What should User 1 have done? Flipping the instrument upside down isn’t generally a problem. However, the best solution to get good results is always making a thorough deployment plan and sticking to the original plan during the field campaign to guarantee good results.
- User 2 wants to get as much data near the surface as possible, so they deployed an upward-looking AquaPro HR and set the Distance to surface twice as large as it actually is. As a consequence, correlation is low in the upper layers with bad data as both signals are in the water at the same time.
What should User 2 have done? Using the Standard tab is enough for most deployments. Stick to the configuration and the data collection will most likely guarantee good data acquisition.

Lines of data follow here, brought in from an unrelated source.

//! Growable output buffer with an inline (stack) region and a heap overflow
//! region, plus the [`Sink`] trait any caller-provided destination must
//! implement.

use core::cmp;

#[cfg(feature = "alloc")]
use alloc::{string::String, vec::Vec};

use crate::error::FormatError;

/// Size, in bytes, of the buffer's inline region. While the logical length
/// stays at or below this, `Buffer::push`/`append` never touch the
/// allocator — this is what lets `formatted_size`-class callers avoid an
/// allocation entirely for short output, and is exercised by the
/// "no heap under `INLINE_CAP`" property test.
pub const INLINE_CAP: usize = 256;

/// Anything the formatting engine can write bytes into. A `Buffer` is the
/// default implementation; callers may also format directly into their own
/// type (a pre-sized `Vec<u8>`, a ring buffer, ...) by implementing this
/// trait themselves.
pub trait Sink {
    fn push(&mut self, byte: u8) -> Result<(), FormatError>;

    fn append(&mut self, bytes: &[u8]) -> Result<(), FormatError> {
        for &b in bytes {
            self.push(b)?;
        }
        Ok(())
    }

    fn size(&self) -> usize;
}

/// The growable output buffer described by the base spec: an inline array
/// while short, a heap `Vec` once output grows past it. Moving a buffer
/// that's still in its inline form is a copy (there's nothing to transfer
/// ownership of); moving one that has spilled transfers the `Vec` as usual.
#[derive(Clone)]
pub enum Buffer {
    Inline { data: [u8; INLINE_CAP], len: usize },
    #[cfg(feature = "alloc")]
    Heap(Vec<u8>),
}

impl Default for Buffer {
    fn default() -> Self {
        Self::new()
    }
}

impl Buffer {
    pub fn new() -> Self {
        Self::Inline {
            data: [0; INLINE_CAP],
            len: 0,
        }
    }

    pub fn size(&self) -> usize {
        match self {
            Self::Inline { len, .. } => *len,
            #[cfg(feature = "alloc")]
            Self::Heap(v) => v.len(),
        }
    }

    pub fn clear(&mut self) {
        match self {
            Self::Inline { len, .. } => *len = 0,
            #[cfg(feature = "alloc")]
            Self::Heap(v) => v.clear(),
        }
    }

    pub fn as_bytes(&self) -> &[u8] {
        match self {
            Self::Inline { data, len } => &data[..*len],
            #[cfg(feature = "alloc")]
            Self::Heap(v) => v.as_slice(),
        }
    }

    /// Borrows the buffer's contents as `str`. Never fails: every writer in
    /// this crate only ever appends bytes taken from a `&str`, a single
    /// `char` re-encoded to UTF-8, or ASCII fill bytes.
    pub fn as_str(&self) -> &str {
        // SAFETY: see the comment on `into_string` below; the same
        // invariant holds for any prefix of the buffer at any point.
        unsafe { core::str::from_utf8_unchecked(self.as_bytes()) }
    }

    /// Moves from the inline tier to the heap tier, copying what's already
    /// written and reserving `additional` more bytes. Growth uses
    /// `max(requested, floor(old_capacity * 3 / 2))`, same as the spec's
    /// growth policy for an already-heap buffer.
    #[cfg(feature = "alloc")]
    fn spill(&mut self, additional: usize) {
        if let Self::Inline { data, len } = self {
            let old_cap = INLINE_CAP;
            let required = *len + additional;
            let new_cap = cmp::max(required, old_cap * 3 / 2);
            let mut v = Vec::with_capacity(new_cap);
            v.extend_from_slice(&data[..*len]);
            *self = Self::Heap(v);
        }
    }

    pub fn push(&mut self, byte: u8) -> Result<(), FormatError> {
        self.append(core::slice::from_ref(&byte))
    }

    pub fn append(&mut self, bytes: &[u8]) -> Result<(), FormatError> {
        match self {
            Self::Inline { data, len } => {
                if *len + bytes.len() <= INLINE_CAP {
                    data[*len..*len + bytes.len()].copy_from_slice(bytes);
                    *len += bytes.len();
                    return Ok(());
                }
                #[cfg(feature = "alloc")]
                {
                    self.spill(bytes.len());
                    return self.append(bytes);
                }
                #[cfg(not(feature = "alloc"))]
                {
                    return Err(FormatError::Allocation);
                }
            }
            #[cfg(feature = "alloc")]
            Self::Heap(v) => {
                if v.capacity() < v.len() + bytes.len() {
                    let new_cap = cmp::max(v.len() + bytes.len(), v.capacity() * 3 / 2);
                    v.reserve(new_cap - v.capacity());
                }
                v.extend_from_slice(bytes);
                Ok(())
            }
        }
    }

    /// Sets the logical length to `new_size`, growing capacity as needed.
    /// Newly exposed bytes are zeroed (the base spec only requires them to
    /// be *writable*, but zeroing keeps `as_bytes` well-defined even before
    /// a caller fills the reserved region).
    pub fn grow_to(&mut self, new_size: usize) -> Result<(), FormatError> {
        let current = self.size();
        if new_size <= current {
            match self {
                Self::Inline { len, .. } => *len = new_size,
                #[cfg(feature = "alloc")]
                Self::Heap(v) => v.truncate(new_size),
            }
            return Ok(());
        }
        let zeros = [0u8; 64];
        let mut remaining = new_size - current;
        while remaining > 0 {
            let chunk = cmp::min(remaining, zeros.len());
            self.append(&zeros[..chunk])?;
            remaining -= chunk;
        }
        Ok(())
    }

    /// Reserves `n` fresh bytes prefilled with `value` and returns their
    /// offset into the buffer, so the caller can later overwrite them
    /// in-place (used by the numeric formatters, which write digits
    /// right-to-left into a reserved run).
    pub fn reserve_and_fill(&mut self, n: usize, value: u8) -> Result<usize, FormatError> {
        let offset = self.size();
        let filler = [value; 64];
        let mut remaining = n;
        while remaining > 0 {
            let chunk = cmp::min(remaining, filler.len());
            self.append(&filler[..chunk])?;
            remaining -= chunk;
        }
        Ok(offset)
    }

    pub fn as_mut_bytes(&mut self) -> &mut [u8] {
        match self {
            Self::Inline { data, len } => &mut data[..*len],
            #[cfg(feature = "alloc")]
            Self::Heap(v) => v.as_mut_slice(),
        }
    }

    /// Consumes the buffer, returning its contents as a `String`. The
    /// engine only ever writes valid UTF-8 into a `Buffer` (ASCII padding,
    /// ASCII/UTF-8 literal text, and UTF-8 argument text), so this never
    /// needs to re-validate.
    #[cfg(feature = "alloc")]
    pub fn into_string(self) -> String {
        // SAFETY: every writer in this crate only ever appends bytes taken
        // from a `&str`, single `char`s re-encoded to UTF-8, or ASCII fill
        // bytes, so the buffer's content is valid UTF-8 by construction.
        unsafe { String::from_utf8_unchecked(self.into_bytes()) }
    }

    #[cfg(feature = "alloc")]
    fn into_bytes(self) -> Vec<u8> {
        match self {
            Self::Inline { data, len } => data[..len].to_vec(),
            Self::Heap(v) => v,
        }
    }
}

impl Sink for Buffer {
    fn push(&mut self, byte: u8) -> Result<(), FormatError> {
        Buffer::push(self, byte)
    }

    fn append(&mut self, bytes: &[u8]) -> Result<(), FormatError> {
        Buffer::append(self, bytes)
    }

    fn size(&self) -> usize {
        Buffer::size(self)
    }
}

/// A sink over a caller-provided fixed region (used by `format_to_n`).
/// Writes past capacity are silently dropped, but `logical_size` still
/// reports the length that would have been written, so the caller can
/// detect truncation the same way `snprintf` callers check its return
/// value against the buffer size.
pub struct FixedSink<'a> {
    data: &'a mut [u8],
    written: usize,
    logical_size: usize,
}

impl<'a> FixedSink<'a> {
    pub fn new(data: &'a mut [u8]) -> Self {
        Self {
            data,
            written: 0,
            logical_size: 0,
        }
    }

    pub fn written(&self) -> usize {
        self.written
    }

    pub fn logical_size(&self) -> usize {
        self.logical_size
    }
}

impl Sink for FixedSink<'_> {
    fn push(&mut self, byte: u8) -> Result<(), FormatError> {
        if self.written < self.data.len() {
            self.data[self.written] = byte;
            self.written += 1;
        }
        self.logical_size += 1;
        Ok(())
    }

    fn size(&self) -> usize {
        self.logical_size
    }
}

/// A sink that only counts bytes, never storing them; backs
/// `formatted_size` so measurement runs through the exact same formatting
/// code path as a real write, rather than a separate estimator that could
/// drift out of sync.
#[derive(Default)]
pub struct CountingSink {
    size: usize,
}

impl Sink for CountingSink {
    fn push(&mut self, _byte: u8) -> Result<(), FormatError> {
        self.size += 1;
        Ok(())
    }

    fn append(&mut self, bytes: &[u8]) -> Result<(), FormatError> {
        self.size += bytes.len();
        Ok(())
    }

    fn size(&self) -> usize {
        self.size
    }
}

#[cfg(test)]
mod tests {
    use super::*;

    #[test]
    fn inline_region_holds_short_output() {
        let mut buf = Buffer::new();
        buf.append(b"hello").unwrap();
        assert!(matches!(buf, Buffer::Inline { .. }));
        assert_eq!(buf.as_bytes(), b"hello");
    }

    #[cfg(feature = "alloc")]
    #[test]
    fn spills_to_heap_past_inline_capacity() {
        let mut buf = Buffer::new();
        let chunk = [b'x'; INLINE_CAP];
        buf.append(&chunk).unwrap();
        assert!(matches!(buf, Buffer::Inline { .. }));
        buf.push(b'y').unwrap();
        assert!(matches!(buf, Buffer::Heap(_)));
        assert_eq!(buf.size(), INLINE_CAP + 1);
    }

    #[test]
    fn fixed_sink_truncates_but_reports_logical_size() {
        let mut backing = [0u8; 4];
        let mut sink = FixedSink::new(&mut backing);
        sink.append(b"hello world").unwrap();
        assert_eq!(&backing, b"hell");
        assert_eq!(sink.logical_size(), 11);
        assert_eq!(sink.written(), 4);
    }
}
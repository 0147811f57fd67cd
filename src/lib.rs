//! A typed, allocation-conscious string formatting engine with a
//! Python-`str.format`-style template grammar.
//!
//! # What?
//!
//! This crate parses templates such as `"{0:>8.2} / {name:#x}"` in a single
//! pass and renders them against a type-erased table of arguments. Unlike
//! `printf`-style engines, an argument's position in the template and its
//! index (or name) in the argument list are independent: `{1} {0}` is valid
//! and swaps the two arguments, and `{value}`/`{value:+}` refer to the same
//! named argument with different presentation rules.
//!
//! Features:
//!
//! - No required heap allocation: [`format_into`] and [`format_to_n`] write
//!   into a caller-supplied [`Sink`] or fixed buffer, and [`formatted_size`]
//!   computes an output length without writing anything at all.
//! - `#[no_std]`-compatible; the `alloc` feature (on by default via `std`)
//!   unlocks [`format`], which returns an owned `String`, and lets the
//!   argument table spill past its inline capacity.
//! - User types opt in to custom rendering via [`CustomFormat`] and
//!   [`custom()`], without the coherence headaches of a blanket `ToArgValue`
//!   impl.
//!
//! # Why?
//!
//! `core::fmt` ties a type's textual rendering to a single `Display`/`Debug`
//! impl decided by the type's author, and its template language is fixed at
//! compile time via the `format_args!` built-in. This crate instead resolves
//! templates and argument bindings at runtime, which is useful for
//! translated/localized message catalogs, user-configurable log formats, and
//! any other place where the template string itself isn't known until the
//! program is running.
//!
//! # Limitations
//!
//! - Padding logic assumes every `char` has the same displayed width, which
//!   isn't really true (combining characters, East Asian wide characters).
//!   `core::fmt`'s own padding makes the same assumption.
//! - There is no compile-time checking of templates against the argument
//!   list; a missing or mistyped argument is a runtime [`FormatError`].
//!
//! # Examples
//!
//! ```
//! use fmt_core::format;
//!
//! let s = format!("{0} + {0} = {1}", 2, 4).unwrap();
//! assert_eq!(s, "2 + 2 = 4");
//!
//! let s = format!("{name} is {age:03}"; name = "Ada", age = 36).unwrap();
//! assert_eq!(s, "Ada is 036");
//! ```
//!
//! ## Formatting without allocating
//!
//! ```
//! use fmt_core::{write, Buffer};
//!
//! let mut buf = Buffer::new();
//! write!(&mut buf, "{:>6.2f}", 3.14159).unwrap();
//! assert_eq!(buf.as_str(), "  3.14");
//! ```

#![no_std]
#![warn(missing_debug_implementations, missing_docs, bare_trait_objects)]
#![warn(clippy::all, clippy::pedantic)]
#![allow(
    clippy::missing_errors_doc,
    clippy::must_use_candidate,
    clippy::module_name_repetitions
)]

#[cfg(feature = "alloc")]
extern crate alloc;
#[cfg(test)]
extern crate std;

mod arg;
mod buffer;
mod digits;
mod engine;
mod error;
mod float;
mod formatters;
mod parser;
mod spec;
#[macro_use]
mod macros;
#[cfg(test)]
mod tests;

pub use crate::{
    arg::{custom, ArgRef, ArgValue, Arguments, Custom, CustomFormat, Kind, ToArgValue, MAX_PACKED},
    buffer::{Buffer, CountingSink, FixedSink, Sink, INLINE_CAP},
    engine::{format_into, format_to_n, formatted_size, FormatToNResult},
    error::FormatError,
    spec::{Align, FormatSpec, Sign},
};

#[cfg(feature = "alloc")]
pub use crate::engine::format;
//! One-pass template parser: turns `"text {0:>5} more"` into a stream of
//! [`Event`]s without ever materializing them as a `Vec`. The engine drives
//! this by calling [`Parser::next_event`] in a loop.

use crate::arg::ArgRef;
use crate::error::FormatError;
use crate::spec::{Align, DynValue, RawFormatSpec, Sign};

#[derive(Debug)]
pub enum Event<'a> {
    Text(&'a str),
    Field {
        arg: ArgRef<'a>,
        spec: RawFormatSpec<'a>,
    },
}

#[derive(Clone, Copy, PartialEq, Eq)]
enum IndexMode {
    Unset,
    Auto(usize),
    Manual,
}

impl IndexMode {
    fn auto(&mut self) -> Result<usize, FormatError> {
        match *self {
            Self::Unset => {
                *self = Self::Auto(1);
                Ok(0)
            }
            Self::Auto(n) => {
                *self = Self::Auto(n + 1);
                Ok(n)
            }
            Self::Manual => Err(FormatError::IndexingMode(
                "cannot switch from manual to automatic argument indexing",
            )),
        }
    }

    fn manual(&mut self) -> Result<(), FormatError> {
        match *self {
            Self::Unset => {
                *self = Self::Manual;
                Ok(())
            }
            Self::Manual => Ok(()),
            Self::Auto(_) => Err(FormatError::IndexingMode(
                "cannot switch from automatic to manual argument indexing",
            )),
        }
    }
}

pub struct Parser<'a> {
    template: &'a str,
    pos: usize,
    mode: IndexMode,
}

impl<'a> Parser<'a> {
    pub fn new(template: &'a str) -> Self {
        Self {
            template,
            pos: 0,
            mode: IndexMode::Unset,
        }
    }

    pub fn next_event(&mut self) -> Result<Option<Event<'a>>, FormatError> {
        let bytes = self.template.as_bytes();
        if self.pos >= bytes.len() {
            return Ok(None);
        }

        let start = self.pos;
        while self.pos < bytes.len() && bytes[self.pos] != b'{' && bytes[self.pos] != b'}' {
            self.pos += 1;
        }
        if self.pos > start {
            return Ok(Some(Event::Text(&self.template[start..self.pos])));
        }

        match bytes[self.pos] {
            b'{' => {
                if bytes.get(self.pos + 1) == Some(&b'{') {
                    self.pos += 2;
                    Ok(Some(Event::Text(&self.template[start..start + 1])))
                } else {
                    self.pos += 1;
                    match self.parse_field() {
                        Ok(event) => Ok(Some(event)),
                        // Running out of input before a field's closing `}`
                        // takes precedence over whatever inner error the
                        // partial field produced.
                        Err(_) if self.pos >= bytes.len() => {
                            Err(FormatError::TemplateSyntax("unmatched '{' in format"))
                        }
                        Err(e) => Err(e),
                    }
                }
            }
            b'}' => {
                if bytes.get(self.pos + 1) == Some(&b'}') {
                    self.pos += 2;
                    Ok(Some(Event::Text(&self.template[start..start + 1])))
                } else {
                    Err(FormatError::TemplateSyntax("unmatched '}' in format string"))
                }
            }
            _ => unreachable!("loop above only stops at '{' or '}'"),
        }
    }

    /// Parses everything between an already-consumed opening `{` and its
    /// closing `}`.
    fn parse_field(&mut self) -> Result<Event<'a>, FormatError> {
        let arg = self.parse_arg_ref(&[b':', b'}'])?;
        match self.peek_byte() {
            Some(b'}') => {
                self.pos += 1;
                Ok(Event::Field {
                    arg,
                    spec: RawFormatSpec::default(),
                })
            }
            Some(b':') => {
                self.pos += 1;
                let spec = self.parse_format_spec()?;
                match self.peek_byte() {
                    Some(b'}') => {
                        self.pos += 1;
                        Ok(Event::Field { arg, spec })
                    }
                    _ => Err(FormatError::TemplateSyntax("missing '}' in format string")),
                }
            }
            _ => Err(FormatError::TemplateSyntax("invalid format string")),
        }
    }

    /// Parses an `arg_id`: empty (automatic), a decimal index (manual), or
    /// an identifier (named). Leaves `self.pos` right after the id, without
    /// consuming whatever terminator follows. The empty form is only valid
    /// when immediately followed by one of `terminators` — a character that
    /// is neither a digit, an identifier start, nor an allowed terminator is
    /// `"invalid argument index in format string"` outright, never an
    /// automatic-index attempt (this is what tells `"{0:{?}}"` apart from
    /// `"{0:{}}"`, which are handled completely differently).
    fn parse_arg_ref(&mut self, terminators: &[u8]) -> Result<ArgRef<'a>, FormatError> {
        let start = self.pos;
        let first = self.template.as_bytes().get(self.pos).copied();

        if matches!(first, Some(b) if b.is_ascii_digit()) {
            while matches!(self.peek_byte(), Some(b) if b.is_ascii_digit()) {
                self.pos += 1;
            }
            self.mode.manual()?;
            let index = self.parse_checked_u32(start)?;
            return Ok(ArgRef::Index(index as usize));
        }

        if matches!(first, Some(b'_')) || matches!(first, Some(b) if b.is_ascii_alphabetic()) {
            while matches!(self.peek_byte(), Some(b'_')) || matches!(self.peek_byte(), Some(b) if b.is_ascii_alphanumeric()) {
                self.pos += 1;
            }
            return Ok(ArgRef::Name(&self.template[start..self.pos]));
        }

        match first {
            Some(b) if terminators.contains(&b) => {
                let index = self.mode.auto()?;
                Ok(ArgRef::Index(index))
            }
            _ => Err(FormatError::TemplateSyntax("invalid argument index in format string")),
        }
    }

    /// Converts the already-scanned digit run `self.template[start..self.pos]`
    /// into a bounds-checked `u32`, mirroring fmtlib's `int`-sized index.
    fn parse_checked_u32(&self, start: usize) -> Result<u32, FormatError> {
        let digits = &self.template[start..self.pos];
        let mut value: u64 = 0;
        for byte in digits.bytes() {
            value = value * 10 + u64::from(byte - b'0');
            if value > i32::MAX as u64 {
                return Err(FormatError::NumericOverflow("number is too big in format"));
            }
        }
        Ok(value as u32)
    }

    fn parse_format_spec(&mut self) -> Result<RawFormatSpec<'a>, FormatError> {
        let mut spec = RawFormatSpec::default();

        self.parse_fill_and_align(&mut spec)?;

        match self.peek_byte() {
            Some(b'+') => {
                spec.sign = Sign::Plus;
                self.pos += 1;
            }
            Some(b'-') => {
                spec.sign = Sign::Minus;
                self.pos += 1;
            }
            Some(b' ') => {
                spec.sign = Sign::Space;
                self.pos += 1;
            }
            _ => {}
        }

        if self.peek_byte() == Some(b'#') {
            spec.alt = true;
            self.pos += 1;
        }

        if self.peek_byte() == Some(b'0') {
            spec.zero = true;
            self.pos += 1;
        }

        spec.width = self.parse_dyn_value()?;

        if self.peek_byte() == Some(b'.') {
            self.pos += 1;
            spec.precision = self.parse_precision_value()?;
        }

        if self.peek_byte() == Some(b'L') {
            spec.localized = true;
            self.pos += 1;
        }

        match self.peek_byte() {
            Some(b'}') | None => {}
            Some(b) if b.is_ascii_alphabetic() || b == b'?' => {
                spec.ty = Some(b as char);
                self.pos += 1;
            }
            _ => {}
        }

        Ok(spec)
    }

    fn parse_fill_and_align(&mut self, spec: &mut crate::spec::RawFormatSpec<'a>) -> Result<(), FormatError> {
        let rest = &self.template[self.pos..];
        let mut chars = rest.chars();
        let Some(c1) = chars.next() else {
            return Ok(());
        };
        let c2 = chars.next();

        let as_align = |c: char| match c {
            '<' => Some(Align::Left),
            '>' => Some(Align::Right),
            '^' => Some(Align::Center),
            '=' => Some(Align::Numeric),
            _ => None,
        };

        if let Some(align) = c2.and_then(as_align) {
            if c1 == '{' || c1 == '}' {
                return Err(FormatError::TemplateSyntax("invalid fill character '{'"));
            }
            spec.fill = c1;
            spec.align = align;
            self.pos += c1.len_utf8() + 1;
        } else if let Some(align) = as_align(c1) {
            spec.align = align;
            self.pos += 1;
        }
        Ok(())
    }

    fn parse_dyn_value(&mut self) -> Result<DynValue<'a>, FormatError> {
        match self.peek_byte() {
            Some(b) if b.is_ascii_digit() => {
                let start = self.pos;
                while matches!(self.peek_byte(), Some(b) if b.is_ascii_digit()) {
                    self.pos += 1;
                }
                let value = self.parse_checked_u32(start)?;
                Ok(DynValue::Fixed(value))
            }
            Some(b'{') => {
                self.pos += 1;
                let arg = self.parse_arg_ref(&[b'}'])?;
                match self.peek_byte() {
                    Some(b'}') => {
                        self.pos += 1;
                        Ok(DynValue::Dynamic(arg))
                    }
                    _ => Err(FormatError::TemplateSyntax("invalid format string")),
                }
            }
            _ => Ok(DynValue::None),
        }
    }

    /// Like [`Self::parse_dyn_value`] but for `.precision`, where an absent
    /// value (nothing or a non-digit, non-`{` byte right after the `.`) is
    /// its own distinct error rather than "no precision given".
    fn parse_precision_value(&mut self) -> Result<DynValue<'a>, FormatError> {
        match self.peek_byte() {
            Some(b) if b.is_ascii_digit() => self.parse_dyn_value(),
            Some(b'{') => self.parse_dyn_value(),
            _ => Err(FormatError::TemplateSyntax("missing precision specifier")),
        }
    }

    fn peek_byte(&self) -> Option<u8> {
        self.template.as_bytes().get(self.pos).copied()
    }
}

#[cfg(test)]
mod tests {
    use super::*;
    use crate::spec::Align as A;

    fn events(template: &str) -> Result<alloc::vec::Vec<Event<'_>>, FormatError> {
        let mut parser = Parser::new(template);
        let mut out = alloc::vec::Vec::new();
        while let Some(event) = parser.next_event()? {
            out.push(event);
        }
        Ok(out)
    }

    #[test]
    fn plain_text_with_escaped_braces() {
        let evs = events("a{{b}}c").unwrap();
        assert_eq!(evs.len(), 3);
        assert!(matches!(evs[0], Event::Text("a")));
        assert!(matches!(evs[1], Event::Text("{")));
    }

    #[test]
    fn automatic_indices_increment() {
        let evs = events("{} {}").unwrap();
        let Event::Field { arg: ArgRef::Index(0), .. } = evs[0] else { panic!() };
        let Event::Field { arg: ArgRef::Index(1), .. } = evs[2] else { panic!() };
    }

    #[test]
    fn mixing_auto_and_manual_errors() {
        let err = events("{0}{}").unwrap_err();
        assert_eq!(
            err,
            FormatError::IndexingMode("cannot switch from manual to automatic argument indexing")
        );
    }

    #[test]
    fn unmatched_closing_brace_errors() {
        assert_eq!(
            events("}").unwrap_err(),
            FormatError::TemplateSyntax("unmatched '}' in format string")
        );
    }

    #[test]
    fn unterminated_field_is_unmatched_brace() {
        assert_eq!(
            events("{").unwrap_err(),
            FormatError::TemplateSyntax("unmatched '{' in format")
        );
        assert_eq!(
            events("{0").unwrap_err(),
            FormatError::TemplateSyntax("unmatched '{' in format")
        );
    }

    #[test]
    fn fill_and_align_parses() {
        let evs = events("{0:*>5}").unwrap();
        let Event::Field { spec, .. } = &evs[0] else { panic!() };
        assert_eq!(spec.fill, '*');
        assert_eq!(spec.align, A::Right);
    }

    #[test]
    fn invalid_fill_character_rejected() {
        assert_eq!(
            events("{0:{<5}}").unwrap_err(),
            FormatError::TemplateSyntax("invalid fill character '{'")
        );
    }

    #[test]
    fn dynamic_width_and_precision() {
        let evs = events("{0:{1}.{2}}").unwrap();
        let Event::Field { spec, .. } = &evs[0] else { panic!() };
        assert!(matches!(spec.width, DynValue::Dynamic(ArgRef::Index(1))));
        assert!(matches!(spec.precision, DynValue::Dynamic(ArgRef::Index(2))));
    }

    #[test]
    fn missing_precision_specifier() {
        assert_eq!(
            events("{0:.}").unwrap_err(),
            FormatError::TemplateSyntax("missing precision specifier")
        );
    }

    #[test]
    fn garbage_arg_id_is_invalid_argument_index() {
        assert_eq!(
            events("{!}").unwrap_err(),
            FormatError::TemplateSyntax("invalid argument index in format string")
        );
    }
}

- User 3 wanted to study the sediment/water boundary layer and deployed the AquaPro HR downward looking in a shallow environment (2 m deep). They configured the instrument with a distance to the bottom shorter than it actually was measured in the field. Near-bed data had low correlation and unreliable values. What happened? The second pulse was transmitted too early and both pulses were in the water at the same time for the upper cells, which is near bed in this case.
What should User 3 have done? If the distance to bottom is not precisely known, it is better to slightly overestimate it. This would increase pulse distance, and as consequence, the second pulse will be sent later than it should, losing data in the first cells (near instrument) instead of the last cells (near-bed).